09 September 2006

The Occasionally Recurring "Reads Brooklyn" Edition

A week or two ago I mentioned that I'd started reading David Mitchell's Black Swan Green, and figured I'd use today's off-day post to report that I finished it a few days ago, and it was a fantastic read. Although his previous novel, Cloud Atlas, had earned him comparisons to Thomas Pynchon in some circles (as noted earlier, it's one of my all-time favorite novels, but I don't quite know if I'd go that far), Black Swan Green is essentially a simple, first-person coming-of-age story that documents a year in the life of dorky British thirteen-year old Jason Taylor in the early 1980s. Clever and often very funny, the novel is divided into thirteen chapters, each a more or less self-contained story covering one month in Jason's life and relating his attempts to make sense of a world which is anything but sensical. Among other things he gets bullied for his stammering, has his first kiss at a Christmas dance, and has a run-in with Gypsies, all of it told in a sweet (but never cloying or sentimental) manner that has particular appeal to those of us who were probably overly sensitive in our junior high school days or who came of age during the Reagan/Thatcher years (or both, of course). Not that anyone reads my blog for literary advice, but I obviously would recommend this one very highly.

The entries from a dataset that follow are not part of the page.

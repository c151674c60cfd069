//! The lazily parsed value tree.
//!
//! A [`ValueTree`] sits on top of an immutable encoded buffer. Parsing it reads only the root's
//! header and walks over its body to find where it ends; children become nodes only when someone
//! asks for them by index, and values are only decoded when read. Writing a value into a node
//! marks it dirty, and [`ValueTree::get_changes`] turns the dirty nodes into a patch against the
//! original buffer.
//!
//! Nodes live in an arena owned by the tree and are addressed by [`NodeId`]. A `NodeId` is only
//! meaningful to the tree that handed it out; passing it to any other tree may panic.
//!
//! ```
//! # use std::sync::Arc;
//! # use cachepack::*;
//! # fn main() -> Result<()> {
//! let value = Value::UniformArray(TypeTag::I32, vec![10i32.into(), 20i32.into(), 30i32.into()]);
//! let original = encode(&value)?;
//!
//! let mut tree = ValueTree::parse(original.clone(), Arc::new(TypeContext::new()), 0)?;
//! let second = tree.get_child(tree.root(), 1)?;
//! assert_eq!(tree.get_value(second)?, &Value::I32(20));
//!
//! tree.set_value(second, 99i32)?;
//! let patch = tree.get_changes(tree.root())?.unwrap();
//! let updated = apply_patch(&original, &patch)?;
//! assert_eq!(
//!     updated,
//!     encode(&Value::UniformArray(TypeTag::I32, vec![10i32.into(), 99i32.into(), 30i32.into()]))?
//! );
//! # Ok(())
//! # }
//! ```

use std::collections::BTreeMap;
use std::sync::Arc;

use serde::{de::DeserializeOwned, Serialize};
use tracing::{debug, trace};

Wish I could say the same for Michael Cunningham's Specimen Days, which I finished last night. It looked like a great premise -- three separate but inter-related novellas set in three different time periods, the stories linked together by the figure of Walt Whitman (someone with whom I'll admit to my own ongoing obsession with). But I was disappointed with the execution, and I found a lot of the prose somewhat clunky and even hackneyed, particularly in the third section. That's the one which takes place in the future, but is laced with a surprising number of science fiction clichés (the main character is a robot who longs to be human, another is a member of an alien race of reptilian creatures, and people drive "hoverpods" and talk on "vidphones"). I wanted to like it, I really did, but I kind of felt let down.

In any event, I just started Philip Roth's The Plot Against America. I'm sure that my thoughts on that one will eventually turn up here, too.

I'll be running again tomorrow, and it looks like I'll almost definitely reach the 25% of Brooklyn run mark the following Sunday, precipitating what I think will be a much-deserved (and physically necessary) week-long break. I am so looking forward to that.